REQUIRED ACTION:
Provide only the number of lines below that contain the word "PartialEq".

Top of MATERIAL FOR THIS EXERCISE

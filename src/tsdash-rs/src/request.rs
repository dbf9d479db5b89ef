//! Generic request description shared by every Typesense operation.

use percent_encoding::{utf8_percent_encode, AsciiSet, NON_ALPHANUMERIC};
use reqwest::{Method, Url};
use serde::Serialize;
use serde_json::Value;
use std::time::Duration;
use tsdash_core::config::RequestConfig;

use crate::{ClientError, Result};

// Same set as JavaScript's encodeURIComponent
const COMPONENT: &AsciiSet = &NON_ALPHANUMERIC
    .remove(b'-')
    .remove(b'_')
    .remove(b'.')
    .remove(b'!')
    .remove(b'~')
    .remove(b'*')
    .remove(b'\'')
    .remove(b'(')
    .remove(b')');

/// Timeout and retry policy for upstream calls
#[derive(Debug, Clone, PartialEq, Eq)]
pub struct RequestOptions {
    pub timeout: Duration,
    pub max_retries: u32,
    pub retry_backoff: Duration,
}

impl Default for RequestOptions {
    fn default() -> Self {
        RequestOptions::from(&RequestConfig::default())
    }
}

impl From<&RequestConfig> for RequestOptions {
    fn from(config: &RequestConfig) -> Self {
        Self {
            timeout: config.timeout(),
            max_retries: config.max_retries,
            retry_backoff: config.retry_backoff(),
        }
    }
}

impl RequestOptions {
    /// Delay before retry number `attempt + 1` (exponential)
    pub fn backoff(&self, attempt: u32) -> Duration {
        self.retry_backoff.saturating_mul(1u32 << attempt.min(16))
    }
}

#[derive(Debug, Clone, PartialEq)]
pub enum RequestBody {
    Empty,
    Json(Value),
    /// Newline-delimited JSON, sent as `text/plain`
    Text(String),
}

/// One call against the Typesense REST API
#[derive(Debug, Clone)]
pub struct ApiRequest {
    pub method: Method,
    pub path: Vec<String>,
    pub query: Vec<(&'static str, String)>,
    pub body: RequestBody,
    /// Safe to resend after a transport failure
    pub idempotent: bool,
}

impl ApiRequest {
    pub fn new<S: AsRef<str>>(method: Method, path: &[S]) -> Self {
        let idempotent = method != Method::POST;
        Self {
            method,
            path: path.iter().map(|s| s.as_ref().to_string()).collect(),
            query: Vec::new(),
            body: RequestBody::Empty,
            idempotent,
        }
    }

    pub fn get<S: AsRef<str>>(path: &[S]) -> Self {
        Self::new(Method::GET, path)
    }

    pub fn post<S: AsRef<str>>(path: &[S]) -> Self {
        Self::new(Method::POST, path)
    }

    pub fn patch<S: AsRef<str>>(path: &[S]) -> Self {
        Self::new(Method::PATCH, path)
    }

    pub fn delete<S: AsRef<str>>(path: &[S]) -> Self {
        Self::new(Method::DELETE, path)
    }

    pub fn query(mut self, key: &'static str, value: impl Into<String>) -> Self {
        self.query.push((key, value.into()));
        self
    }

    pub fn queries(mut self, pairs: Vec<(&'static str, String)>) -> Self {
        self.query.extend(pairs);
        self
    }

    pub fn json<T: Serialize + ?Sized>(mut self, body: &T) -> Result<Self> {
        self.body = RequestBody::Json(serde_json::to_value(body)?);
        Ok(self)
    }

    pub fn text(mut self, body: String) -> Self {
        self.body = RequestBody::Text(body);
        self
    }

    pub fn idempotent(mut self, idempotent: bool) -> Self {
        self.idempotent = idempotent;
        self
    }

    /// Resolve against `base_url`, encoding every path segment and query value
    pub fn url(&self, base_url: &str) -> Result<Url> {
        let mut url = Url::parse(base_url).map_err(|e| ClientError::Url(e.to_string()))?;
        url.path_segments_mut()
            .map_err(|_| ClientError::Url(format!("{} cannot be a base URL", base_url)))?
            .pop_if_empty()
            .extend(&self.path);

        if !self.query.is_empty() {
            let query = self
                .query
                .iter()
                .map(|(k, v)| format!("{}={}", k, utf8_percent_encode(v, COMPONENT)))
                .collect::<Vec<_>>()
                .join("&");
            url.set_query(Some(&query));
        }
        Ok(url)
    }
}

Bottom of MATERIAL FOR THIS EXERCISE

WORKED SOLUTION:
2